Last year, all my resolutions were F'ed thanks to being injured. So we won't even revisit those since it makes me depressed.
This year I have only one, and I'm keeping it simple: Become a Gladiator on American Gladiators.
This may be my favorite show next to Burn Notice. It looks like the Most. Fun. Ever. It might even overtake Funded Mad Scientist as my dream job. To be clear, I don't want to be a contender, I want to be one of the Gladiators that tries to maim the contenders.
Top Ten Reasons Why American Gladiator is totally attainable:
10. I'm named after an action figure.
9. A silver lame 1980's asymmetrical cutout swimsuit is still more flattering than a crew unitard.
8. Swimming under 30 feet of fire is nothing compared to swimming through schools of stinging nettles (thanks TriAmerica).
7. I have a vacation home in Z5.
6. Flying down a zipwire onto a mattress is easy compared to getting off a ski lift with a snowboard and hitting East Coast ice.
5. Gauntlet, still easier than a triathlon swim.
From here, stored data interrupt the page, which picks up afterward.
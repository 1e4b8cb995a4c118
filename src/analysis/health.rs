//! Health scorer: rolls every per-stream finding into one score, label and
//! recommendation list.
//!
//! Scoring starts at 100 and subtracts a fixed deduction per qualifying
//! stream or event (see [`HealthDeductions`]), floored at 0. Nothing is
//! weighted or normalized, so the score only ever moves down as counters
//! grow.

use std::collections::BTreeMap;

use serde::{Deserialize, Serialize};

use crate::analysis::deviation::DeviationStats;
use crate::analysis::jitter::JitterStats;
use crate::analysis::periodicity::PeriodicityStats;
use crate::config::{AnalysisConfig, HealthCutoffs, HealthDeductions};
use crate::models::{AnomalyType, Severity};

pub const MAX_SCORE: f64 = 100.0;

#[derive(Debug, Clone, Copy, PartialEq, Eq, Serialize, Deserialize)]
#[serde(rename_all = "SCREAMING_SNAKE_CASE")]
pub enum HealthStatus {
    Excellent,
    Good,
    Fair,
    Poor,
    Critical,
}

impl HealthStatus {
    pub fn from_score(score: f64, cutoffs: &HealthCutoffs) -> Self {
        // ---
        match score {
            s if s >= cutoffs.excellent => Self::Excellent,
            s if s >= cutoffs.good => Self::Good,
            s if s >= cutoffs.fair => Self::Fair,
            s if s >= cutoffs.poor => Self::Poor,
            _ => Self::Critical,
        }
    }

    pub fn label(self) -> &'static str {
        match self {
            Self::Excellent => "EXCELLENT",
            Self::Good => "GOOD",
            Self::Fair => "FAIR",
            Self::Poor => "POOR",
            Self::Critical => "CRITICAL",
        }
    }
}

/// Batch-wide counters the score and recommendations are derived from.
#[derive(Debug, Clone, Default, PartialEq, Eq, Serialize, Deserialize)]
pub struct HealthCounts {
    // ---
    pub irregular_streams: usize,
    pub high_jitter_streams: usize,
    pub total_anomalies: usize,
    pub critical_anomalies: usize,
    pub message_errors: usize,
    pub busy_occurrences: usize,
    pub command_violations: usize,
    pub data_integrity_issues: usize,
}

impl HealthCounts {
    /// Tally counters across every analyzed stream.
    pub fn collect(
        periodicity: &BTreeMap<String, PeriodicityStats>,
        jitter: &BTreeMap<String, JitterStats>,
        deviations: &BTreeMap<String, DeviationStats>,
    ) -> Self {
        // ---
        let mut counts = HealthCounts {
            irregular_streams: periodicity
                .values()
                .filter(|p| p.regularity.is_irregular())
                .count(),
            high_jitter_streams: jitter.values().filter(|j| j.jitter_level.is_high()).count(),
            ..Default::default()
        };

        for d in deviations.values() {
            counts.total_anomalies += d.anomalies.len();
            for a in &d.anomalies {
                if a.severity == Severity::Critical {
                    counts.critical_anomalies += 1;
                }
                if a.kind == AnomalyType::CommandWordError {
                    counts.command_violations += 1;
                }
                if a.kind.is_data_integrity() {
                    counts.data_integrity_issues += 1;
                }
            }
            if let Some(sw) = &d.status_words {
                counts.message_errors += sw.bit_statistics.message_error;
                counts.busy_occurrences += sw.bit_statistics.busy;
            }
        }

        counts
    }

    pub fn is_clean(&self) -> bool {
        *self == HealthCounts::default()
    }
}

/// Score from counters: 100 minus every deduction, clamped to `[0, 100]`.
pub fn score(counts: &HealthCounts, d: &HealthDeductions) -> f64 {
    // ---
    let n = |c: usize| c as f64;
    let deducted = n(counts.irregular_streams) * d.irregular_stream
        + n(counts.high_jitter_streams) * d.high_jitter_stream
        + n(counts.total_anomalies) * d.anomaly
        + n(counts.critical_anomalies) * d.critical_anomaly
        + n(counts.message_errors) * d.message_error
        + n(counts.busy_occurrences) * d.busy
        + n(counts.command_violations) * d.command_violation
        + n(counts.data_integrity_issues) * d.data_integrity;

    (MAX_SCORE - deducted).clamp(0.0, MAX_SCORE)
}

pub const NORMAL_OPERATION: &str = "Bus is operating within normal parameters.";

/// Fixed-template recommendations, in a fixed order.
///
/// The normal-operation note is added only when every counter is zero, so a
/// batch with sub-threshold findings (busy bits, plain anomalies) may come
/// back with no recommendations at all.
pub fn recommendations(counts: &HealthCounts, score: f64, cfg: &AnalysisConfig) -> Vec<String> {
    // ---
    let mut out = Vec::new();

    if score < cfg.status_cutoffs.fair {
        let status = HealthStatus::from_score(score, &cfg.status_cutoffs);
        out.push(format!(
            "Overall bus health is {} ({score:.0}/100); review this capture in detail before further use.",
            status.label()
        ));
    }
    if counts.message_errors > 0 {
        out.push(format!(
            "{} Message Error status bit(s) observed; inspect the reporting remote terminals and bus wiring.",
            counts.message_errors
        ));
    }
    if counts.command_violations > 0 {
        out.push(format!(
            "{} command word protocol violation(s) detected; verify bus controller command generation.",
            counts.command_violations
        ));
    }
    if counts.data_integrity_issues > 0 {
        out.push(format!(
            "{} data word integrity issue(s) found; check for stuck bits and incomplete payloads.",
            counts.data_integrity_issues
        ));
    }
    if counts.irregular_streams > 0 {
        out.push(format!(
            "{} stream(s) show irregular periodicity; review bus controller scheduling.",
            counts.irregular_streams
        ));
    }
    if counts.high_jitter_streams > 0 {
        out.push(format!(
            "{} stream(s) show high timing jitter; check bus loading and terminal response times.",
            counts.high_jitter_streams
        ));
    }
    if counts.critical_anomalies > 0 {
        out.push(format!(
            "{} critical issue(s) require immediate attention.",
            counts.critical_anomalies
        ));
    }

    if counts.is_clean() {
        out.push(NORMAL_OPERATION.to_string());
    }
    out
}

#[derive(Debug, Clone, PartialEq, Serialize, Deserialize)]
pub struct HealthReport {
    // ---
    pub score: f64,
    pub status: HealthStatus,
    pub counts: HealthCounts,
    pub recommendations: Vec<String>,
}

impl HealthReport {
    pub fn from_counts(counts: HealthCounts, cfg: &AnalysisConfig) -> Self {
        // ---
        let score = score(&counts, &cfg.deductions);
        HealthReport {
            score,
            status: HealthStatus::from_score(score, &cfg.status_cutoffs),
            recommendations: recommendations(&counts, score, cfg),
            counts,
        }
    }

    pub fn assess(
        periodicity: &BTreeMap<String, PeriodicityStats>,
        jitter: &BTreeMap<String, JitterStats>,
        deviations: &BTreeMap<String, DeviationStats>,
        cfg: &AnalysisConfig,
    ) -> Self {
        Self::from_counts(HealthCounts::collect(periodicity, jitter, deviations), cfg)
    }
}

#[cfg(test)]
mod tests {
    // ---
    use super::*;

    #[test]
    fn test_clean_batch_is_excellent() {
        // ---
        let cfg = AnalysisConfig::default();
        let h = HealthReport::from_counts(HealthCounts::default(), &cfg);

        assert_eq!(h.score, 100.0);
        assert_eq!(h.status, HealthStatus::Excellent);
        assert_eq!(h.recommendations, vec![NORMAL_OPERATION.to_string()]);
        assert!(h.counts.is_clean());
    }

    #[test]
    fn test_each_deduction() {
        // ---
        let d = HealthDeductions::default();
        let one = |f: fn(&mut HealthCounts)| {
            let mut c = HealthCounts::default();
            f(&mut c);
            MAX_SCORE - score(&c, &d)
        };

        assert_eq!(one(|c| c.irregular_streams = 1), 10.0);
        assert_eq!(one(|c| c.high_jitter_streams = 1), 15.0);
        assert_eq!(one(|c| c.total_anomalies = 1), 5.0);
        assert_eq!(one(|c| c.critical_anomalies = 1), 10.0);
        assert_eq!(one(|c| c.message_errors = 1), 20.0);
        assert_eq!(one(|c| c.busy_occurrences = 1), 5.0);
        assert_eq!(one(|c| c.command_violations = 1), 15.0);
        assert_eq!(one(|c| c.data_integrity_issues = 1), 8.0);
    }

    #[test]
    fn test_score_is_floored() {
        // ---
        let d = HealthDeductions::default();
        let c = HealthCounts {
            message_errors: 50,
            ..Default::default()
        };
        assert_eq!(score(&c, &d), 0.0);
    }

    #[test]
    fn test_status_labels() {
        // ---
        let cut = HealthCutoffs::default();
        assert_eq!(HealthStatus::from_score(90.0, &cut), HealthStatus::Excellent);
        assert_eq!(HealthStatus::from_score(89.9, &cut), HealthStatus::Good);
        assert_eq!(HealthStatus::from_score(75.0, &cut), HealthStatus::Good);
        assert_eq!(HealthStatus::from_score(60.0, &cut), HealthStatus::Fair);
        assert_eq!(HealthStatus::from_score(40.0, &cut), HealthStatus::Poor);
        assert_eq!(HealthStatus::from_score(39.9, &cut), HealthStatus::Critical);
    }

    #[test]
    fn test_recommendation_order() {
        // ---
        let cfg = AnalysisConfig::default();
        let counts = HealthCounts {
            irregular_streams: 1,
            high_jitter_streams: 1,
            total_anomalies: 3,
            critical_anomalies: 1,
            message_errors: 1,
            busy_occurrences: 0,
            command_violations: 1,
            data_integrity_issues: 1,
        };
        let h = HealthReport::from_counts(counts, &cfg);
        // 10 + 15 + 15 + 10 + 20 + 15 + 8 = 93
        assert_eq!(h.score, 7.0);
        assert_eq!(h.status, HealthStatus::Critical);

        let r = &h.recommendations;
        assert_eq!(r.len(), 7);
        assert!(r[0].starts_with("Overall bus health is CRITICAL"));
        assert!(r[1].contains("Message Error"));
        assert!(r[2].contains("command word"));
        assert!(r[3].contains("data word"));
        assert!(r[4].contains("irregular periodicity"));
        assert!(r[5].contains("jitter"));
        assert!(r[6].contains("critical issue"));
    }

    #[test]
    fn test_busy_only_has_no_normal_note() {
        // ---
        let cfg = AnalysisConfig::default();
        let counts = HealthCounts {
            busy_occurrences: 1,
            total_anomalies: 1,
            ..Default::default()
        };
        let h = HealthReport::from_counts(counts, &cfg);
        assert_eq!(h.score, 90.0);
        assert!(h.recommendations.is_empty(), "{:?}", h.recommendations);
    }
}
4. Running uphill on the downhill treadmill easier than biking at Prince William Park.
3. New shoulder built by Cyberdyne Systems.
2. King of the Mountain challenge easier than negotiating DC government contracting.
1. One word: JOUST.
I'm sure there are things that would suck, that time of the month, helmet hair, letting some buffy win for ratings, but every job has it's drawbacks.